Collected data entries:
::::::::

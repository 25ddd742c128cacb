//! Common test utilities.

use std::{
	collections::{BTreeMap, HashMap, HashSet},
	sync::{Mutex, MutexGuard, PoisonError},
	time::Duration,
};

use kube::api::DynamicObject;
use serde_json::json;

use crate::{
	backend::{BackendError, ResourceBackend},
	kind::ResourceKind,
	object::DesiredObject,
	scope::{OwnerRef, OwnershipScope},
};

/// A backend call as observed by [`MemoryBackend`].
#[derive(Debug, Clone, PartialEq, Eq)]
pub enum Call {
	List { kind: String, selector: String },
	Get { kind: String, name: String },
	Create { kind: String, name: String },
	Replace { kind: String, name: String },
	Delete { kind: String, name: String },
}

type Key = (String, String, Option<String>, String);

#[derive(Default)]
struct State {
	objects: BTreeMap<Key, DynamicObject>,
	calls: Vec<Call>,
	next_uid: u64,
	failing_lists: HashSet<String>,
	failing_writes: HashSet<String>,
	failing_deletes: HashSet<String>,
	conflicts: HashMap<String, u32>,
}

/// An in-memory resource backend for testing.
///
/// Keeps objects in a map, assigns uids and resource versions like an API
/// server would, enforces optimistic concurrency on replace and records every
/// call. Failures and conflicts can be injected per kind or object name.
#[derive(Default)]
pub struct MemoryBackend {
	state: Mutex<State>,
	latency: Option<Duration>,
}

fn key_of(kind: &ResourceKind, namespace: Option<&str>, name: &str) -> Key {
	(
		kind.api_version(),
		kind.kind.clone(),
		namespace.filter(|_| kind.is_namespaced()).map(str::to_string),
		name.to_string(),
	)
}

fn object_key(object: &DynamicObject) -> Key {
	let (api_version, kind) = object
		.types
		.as_ref()
		.map(|t| (t.api_version.clone(), t.kind.clone()))
		.unwrap_or_default();
	(
		api_version,
		kind,
		object.metadata.namespace.clone(),
		object.metadata.name.clone().unwrap_or_default(),
	)
}

fn matches_selector(object: &DynamicObject, selector: &str) -> bool {
	let labels = object.metadata.labels.clone().unwrap_or_default();
	selector
		.split(',')
		.filter(|term| !term.is_empty())
		.all(|term| match term.split_once('=') {
			Some((k, v)) => labels.get(k).is_some_and(|actual| actual == v),
			None => labels.contains_key(term),
		})
}

fn rejected(message: &str) -> BackendError {
	BackendError::Rejected {
		code: 500,
		reason: "InternalError".to_string(),
		message: message.to_string(),
	}
}

impl MemoryBackend {
	pub fn new() -> Self {
		Self::default()
	}

	fn state(&self) -> MutexGuard<'_, State> {
		self.state.lock().unwrap_or_else(PoisonError::into_inner)
	}

	async fn delay(&self) {
		if let Some(latency) = self.latency {
			tokio::time::sleep(latency).await;
		}
	}

	/// Seed an object; a uid and resource version are assigned when missing.
	pub fn with_object(self, mut object: DynamicObject) -> Self {
		{
			let mut state = self.state();
			if object.metadata.uid.is_none() {
				state.next_uid += 1;
				object.metadata.uid = Some(format!("uid-{}", state.next_uid));
			}
			object.metadata.resource_version.get_or_insert_with(|| "1".to_string());
			state.objects.insert(object_key(&object), object);
		}
		self
	}

	/// Make every list of `kind` (short kind name) fail.
	pub fn fail_list(self, kind: &str) -> Self {
		self.state().failing_lists.insert(kind.to_string());
		self
	}

	/// Make get/create/replace of objects named `name` fail.
	pub fn fail_writes(self, name: &str) -> Self {
		self.state().failing_writes.insert(name.to_string());
		self
	}

	/// Make deletion of objects named `name` fail.
	pub fn fail_delete(self, name: &str) -> Self {
		self.state().failing_deletes.insert(name.to_string());
		self
	}

	/// Answer the next `times` replaces of `name` with a conflict.
	pub fn conflict(self, name: &str, times: u32) -> Self {
		self.state().conflicts.insert(name.to_string(), times);
		self
	}

	/// Delay every call by `latency`.
	pub fn with_latency(mut self, latency: Duration) -> Self {
		self.latency = Some(latency);
		self
	}

	pub fn calls(&self) -> Vec<Call> {
		self.state().calls.clone()
	}

	pub fn mutating_calls(&self) -> Vec<Call> {
		self.calls()
			.into_iter()
			.filter(|c| {
				matches!(
					c,
					Call::Create { .. } | Call::Replace { .. } | Call::Delete { .. }
				)
			})
			.collect()
	}

	pub fn object(&self, kind: &ResourceKind, namespace: Option<&str>, name: &str) -> Option<DynamicObject> {
		self.state()
			.objects
			.get(&key_of(kind, namespace, name))
			.cloned()
	}

	pub fn names(&self) -> Vec<String> {
		self.state()
			.objects
			.values()
			.filter_map(|o| o.metadata.name.clone())
			.collect()
	}

	/// Remove an object behind the engine's back.
	pub fn remove(&self, kind: &ResourceKind, namespace: Option<&str>, name: &str) {
		self.state().objects.remove(&key_of(kind, namespace, name));
	}
}

impl ResourceBackend for MemoryBackend {
	async fn list(
		&self,
		kind: &ResourceKind,
		namespace: &str,
		selector: &str,
	) -> Result<Vec<DynamicObject>, BackendError> {
		self.delay().await;
		let mut state = self.state();
		state.calls.push(Call::List {
			kind: kind.kind.clone(),
			selector: selector.to_string(),
		});
		if state.failing_lists.contains(&kind.kind) {
			return Err(rejected("list failed"));
		}
		Ok(state
			.objects
			.iter()
			.filter(|((api_version, k, ns, _), _)| {
				*api_version == kind.api_version()
					&& *k == kind.kind
					&& ns.as_deref() == Some(namespace)
			})
			.map(|(_, o)| o)
			.filter(|o| matches_selector(o, selector))
			.cloned()
			.collect())
	}

	async fn get(
		&self,
		kind: &ResourceKind,
		namespace: Option<&str>,
		name: &str,
	) -> Result<Option<DynamicObject>, BackendError> {
		self.delay().await;
		let mut state = self.state();
		state.calls.push(Call::Get {
			kind: kind.kind.clone(),
			name: name.to_string(),
		});
		if state.failing_writes.contains(name) {
			return Err(rejected("get failed"));
		}
		Ok(state.objects.get(&key_of(kind, namespace, name)).cloned())
	}

	async fn create(
		&self,
		kind: &ResourceKind,
		object: &DynamicObject,
	) -> Result<DynamicObject, BackendError> {
		self.delay().await;
		let mut state = self.state();
		let name = object.metadata.name.clone().unwrap_or_default();
		state.calls.push(Call::Create {
			kind: kind.kind.clone(),
			name: name.clone(),
		});
		if state.failing_writes.contains(&name) {
			return Err(rejected("create failed"));
		}
		let key = key_of(kind, object.metadata.namespace.as_deref(), &name);
		if state.objects.contains_key(&key) {
			return Err(BackendError::AlreadyExists);
		}
		state.next_uid += 1;
		let mut stored = object.clone();
		stored.metadata.uid = Some(format!("uid-{}", state.next_uid));
		stored.metadata.resource_version = Some("1".to_string());
		state.objects.insert(key, stored.clone());
		Ok(stored)
	}

	async fn replace(
		&self,
		kind: &ResourceKind,
		object: &DynamicObject,
	) -> Result<DynamicObject, BackendError> {
		self.delay().await;
		let mut state = self.state();
		let name = object.metadata.name.clone().unwrap_or_default();
		state.calls.push(Call::Replace {
			kind: kind.kind.clone(),
			name: name.clone(),
		});
		if state.failing_writes.contains(&name) {
			return Err(rejected("replace failed"));
		}
		if let Some(remaining) = state.conflicts.get_mut(&name) {
			if *remaining > 0 {
				*remaining -= 1;
				return Err(BackendError::Conflict {
					message: "the object has been modified".to_string(),
				});
			}
		}
		let key = key_of(kind, object.metadata.namespace.as_deref(), &name);
		let Some(current) = state.objects.get(&key) else {
			return Err(BackendError::NotFound);
		};
		if current.metadata.resource_version != object.metadata.resource_version {
			return Err(BackendError::Conflict {
				message: "stale resourceVersion".to_string(),
			});
		}
		let version: u64 = current
			.metadata
			.resource_version
			.as_deref()
			.and_then(|v| v.parse().ok())
			.unwrap_or(0);
		let mut stored = object.clone();
		stored.metadata.uid.clone_from(&current.metadata.uid);
		stored.metadata.resource_version = Some((version + 1).to_string());
		state.objects.insert(key, stored.clone());
		Ok(stored)
	}

	async fn delete(
		&self,
		kind: &ResourceKind,
		namespace: Option<&str>,
		name: &str,
		uid: Option<&str>,
	) -> Result<(), BackendError> {
		self.delay().await;
		let mut state = self.state();
		state.calls.push(Call::Delete {
			kind: kind.kind.clone(),
			name: name.to_string(),
		});
		if state.failing_deletes.contains(name) {
			return Err(rejected("delete failed"));
		}
		let key = key_of(kind, namespace, name);
		let Some(current) = state.objects.get(&key) else {
			return Err(BackendError::NotFound);
		};
		if uid.is_some_and(|uid| current.metadata.uid.as_deref() != Some(uid)) {
			return Err(BackendError::Conflict {
				message: "uid precondition failed".to_string(),
			});
		}
		state.objects.remove(&key);
		Ok(())
	}
}

/// Scope of a TempoStack named `name` in the `observability` namespace.
pub fn scope_for(name: &str, uid: &str) -> OwnershipScope {
	OwnershipScope::with_common_labels(
		OwnerRef {
			api_version: "tempo.grafana.com/v1alpha1".to_string(),
			kind: "TempoStack".to_string(),
			name: name.to_string(),
			uid: uid.to_string(),
		},
		"observability",
		"tempo",
		"tempo-operator",
	)
}

/// A desired object of `kind` named `name` with the given `spec`.
pub fn desired(kind: ResourceKind, name: &str, spec: serde_json::Value) -> DesiredObject {
	DesiredObject::from_manifest(
		kind,
		json!({
			"metadata": { "name": name },
			"spec": spec,
		}),
	)
	.expect("valid test manifest")
}

/// A live object of `kind` already stamped as owned by `scope`.
pub fn owned(scope: &OwnershipScope, kind: ResourceKind, name: &str) -> DynamicObject {
	let desired = desired(kind.clone(), name, json!({}));
	let mut object = desired.object().clone();
	scope.stamp(&kind, &mut object).expect("stampable test object");
	object
}
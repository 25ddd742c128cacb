//! Engine configuration.
//!
//! Loaded once from a YAML file. Feature gates and topology values are frozen
//! into an immutable [`ConfigSnapshot`] per pass; anything a pass discovers is
//! carried into the next snapshot with [`ConfigSnapshot::advance`].

use std::{
	fs,
	path::{Path, PathBuf},
	sync::Arc,
	time::Duration,
};

use serde::Deserialize;
use thiserror::Error;

use crate::{
	apply::ConflictRetry,
	index::{Capabilities, Capability},
	reconcile::ReconcileOptions,
	status::{RequeuePolicy, SnapshotUpdate},
};

#[derive(Debug, Error)]
pub enum ConfigError {
	#[error("failed to read config file: {}", .path.display())]
	Read {
		path: PathBuf,
		#[source]
		source: std::io::Error,
	},

	#[error("failed to parse config file: {}", .path.display())]
	Parse {
		path: PathBuf,
		#[source]
		source: serde_yaml::Error,
	},

	#[error("parsing config")]
	Invalid(#[source] serde_yaml::Error),
}

/// Root configuration structure.
#[derive(Debug, Clone, Default, PartialEq, Eq, Deserialize)]
#[serde(rename_all = "camelCase")]
pub struct ConvergeConfig {
	#[serde(default)]
	pub feature_gates: FeatureGates,

	#[serde(default)]
	pub reconcile: ReconcileSettings,

	#[serde(default)]
	pub requeue: RequeueSettings,
}

/// Optional integrations installed in the cluster.
#[derive(Debug, Clone, Default, PartialEq, Eq, Deserialize)]
#[serde(rename_all = "camelCase")]
pub struct FeatureGates {
	/// Manage `ServiceMonitor` and `PrometheusRule` objects.
	#[serde(default)]
	pub prometheus_operator: bool,

	#[serde(default)]
	pub openshift: OpenShiftGates,
}

#[derive(Debug, Clone, Default, PartialEq, Eq, Deserialize)]
#[serde(rename_all = "camelCase")]
pub struct OpenShiftGates {
	/// Manage `Route` objects.
	#[serde(default)]
	pub openshift_route: bool,

	/// Cluster base domain; looked up from the cluster when empty.
	#[serde(default)]
	pub base_domain: String,
}

#[derive(Debug, Clone, PartialEq, Eq, Deserialize)]
#[serde(rename_all = "camelCase", default)]
pub struct ReconcileSettings {
	pub max_concurrency: usize,
	pub conflict_retries: u32,
	/// Deadline of a whole pass, `0` disables it.
	pub deadline_seconds: u64,
	pub prune_after_apply_failure: bool,
}

impl Default for ReconcileSettings {
	fn default() -> Self {
		Self {
			max_concurrency: 8,
			conflict_retries: 5,
			deadline_seconds: 120,
			prune_after_apply_failure: true,
		}
	}
}

#[derive(Debug, Clone, PartialEq, Eq, Deserialize)]
#[serde(rename_all = "camelCase", default)]
pub struct RequeueSettings {
	pub base_seconds: u64,
	pub max_seconds: u64,
}

impl Default for RequeueSettings {
	fn default() -> Self {
		Self {
			base_seconds: 5,
			max_seconds: 300,
		}
	}
}

impl ConvergeConfig {
	/// Load config from a specific file path
	pub fn load(path: &Path) -> Result<Self, ConfigError> {
		let content = fs::read_to_string(path).map_err(|source| ConfigError::Read {
			path: path.to_path_buf(),
			source,
		})?;
		serde_yaml::from_str(&content).map_err(|source| ConfigError::Parse {
			path: path.to_path_buf(),
			source,
		})
	}

	pub fn from_yaml(content: &str) -> Result<Self, ConfigError> {
		serde_yaml::from_str(content).map_err(ConfigError::Invalid)
	}

	pub fn snapshot(&self) -> Arc<ConfigSnapshot> {
		let gates = &self.feature_gates;
		Arc::new(ConfigSnapshot {
			prometheus_operator: gates.prometheus_operator,
			openshift_route: gates.openshift.openshift_route,
			base_domain: Some(gates.openshift.base_domain.clone()).filter(|d| !d.is_empty()),
		})
	}

	pub fn options(&self) -> ReconcileOptions {
		let settings = &self.reconcile;
		ReconcileOptions::builder()
			.max_concurrency(settings.max_concurrency.max(1))
			.conflict_retry(ConflictRetry {
				retries: settings.conflict_retries,
				..ConflictRetry::default()
			})
			.maybe_deadline(
				Some(Duration::from_secs(settings.deadline_seconds))
					.filter(|d| !d.is_zero()),
			)
			.prune_after_apply_failure(settings.prune_after_apply_failure)
			.build()
	}

	pub fn requeue_policy(&self) -> RequeuePolicy {
		RequeuePolicy {
			base: Duration::from_secs(self.requeue.base_seconds),
			max: Duration::from_secs(self.requeue.max_seconds),
		}
	}
}

/// Immutable view of the configuration for one pass.
#[derive(Debug, Clone, PartialEq, Eq)]
pub struct ConfigSnapshot {
	prometheus_operator: bool,
	openshift_route: bool,
	base_domain: Option<String>,
}

impl ConfigSnapshot {
	/// Capabilities switched on by feature gates.
	///
	/// Whether the cluster actually serves the gated kinds is checked
	/// separately, see `ApiCatalog::available_capabilities`.
	pub fn requested_capabilities(&self) -> Capabilities {
		let mut capabilities = Capabilities::none();
		if self.prometheus_operator {
			capabilities = capabilities.with(Capability::Monitoring);
		}
		if self.openshift_route {
			capabilities = capabilities.with(Capability::Routing);
		}
		capabilities
	}

	pub fn base_domain(&self) -> Option<&str> {
		self.base_domain.as_deref()
	}

	/// Snapshot for the next pass with discovered values folded in.
	pub fn advance(&self, update: &SnapshotUpdate) -> Arc<Self> {
		let mut next = self.clone();
		if let Some(domain) = &update.base_domain {
			next.base_domain = Some(domain.clone());
		}
		Arc::new(next)
	}
}

#[cfg(test)]
mod tests {
	use assert_matches::assert_matches;
	use indoc::indoc;
	use tempfile::TempDir;

	use super::*;

	#[test]
	fn test_defaults() {
		let config = ConvergeConfig::from_yaml("{}").unwrap();
		assert_eq!(config, ConvergeConfig::default());

		let options = config.options();
		assert_eq!(options.max_concurrency, 8);
		assert_eq!(options.conflict_retry.retries, 5);
		assert_eq!(options.deadline, Some(Duration::from_secs(120)));
		assert!(options.prune_after_apply_failure);
		assert_eq!(config.requeue_policy(), RequeuePolicy::default());
	}

	#[test]
	fn test_full_config() {
		let config = ConvergeConfig::from_yaml(indoc! {"
			featureGates:
			  prometheusOperator: true
			  openshift:
			    openshiftRoute: true
			    baseDomain: apps.example.com
			reconcile:
			  maxConcurrency: 2
			  deadlineSeconds: 0
			  pruneAfterApplyFailure: false
			requeue:
			  baseSeconds: 1
		"})
		.unwrap();

		let snapshot = config.snapshot();
		let caps = snapshot.requested_capabilities();
		assert!(caps.contains(Capability::Monitoring));
		assert!(caps.contains(Capability::Routing));
		assert_eq!(snapshot.base_domain(), Some("apps.example.com"));

		let options = config.options();
		assert_eq!(options.max_concurrency, 2);
		assert_eq!(options.conflict_retry.retries, 5);
		assert_eq!(options.deadline, None);
		assert!(!options.prune_after_apply_failure);

		let policy = config.requeue_policy();
		assert_eq!(policy.base, Duration::from_secs(1));
		assert_eq!(policy.max, Duration::from_secs(300));
	}

	#[test]
	fn test_advance_keeps_original_snapshot() {
		let snapshot = ConvergeConfig::default().snapshot();
		assert_eq!(snapshot.base_domain(), None);
		assert_eq!(snapshot.requested_capabilities(), Capabilities::none());

		let next = snapshot.advance(&SnapshotUpdate {
			base_domain: Some("apps.example.com".to_string()),
		});

		assert_eq!(snapshot.base_domain(), None);
		assert_eq!(next.base_domain(), Some("apps.example.com"));
		assert_eq!(next.advance(&SnapshotUpdate::default()), next);
	}

	#[test]
	fn test_load_from_file() {
		let temp = TempDir::new().unwrap();
		let path = temp.path().join("converge.yaml");
		fs::write(&path, "featureGates:\n  prometheusOperator: true\n").unwrap();

		let config = ConvergeConfig::load(&path).unwrap();
		assert!(config.feature_gates.prometheus_operator);

		assert_matches!(
			ConvergeConfig::load(&temp.path().join("missing.yaml")),
			Err(ConfigError::Read { .. })
		);

		fs::write(&path, "reconcile: [").unwrap();
		assert_matches!(ConvergeConfig::load(&path), Err(ConfigError::Parse { .. }));
	}
}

::::::::

Task directions: Report, from the entries above, each line where "cluster" is found.

Final answer:
/// Optional integrations installed in the cluster.
	/// Cluster base domain; looked up from the cluster when empty.
	/// Whether the cluster actually serves the gated kinds is checked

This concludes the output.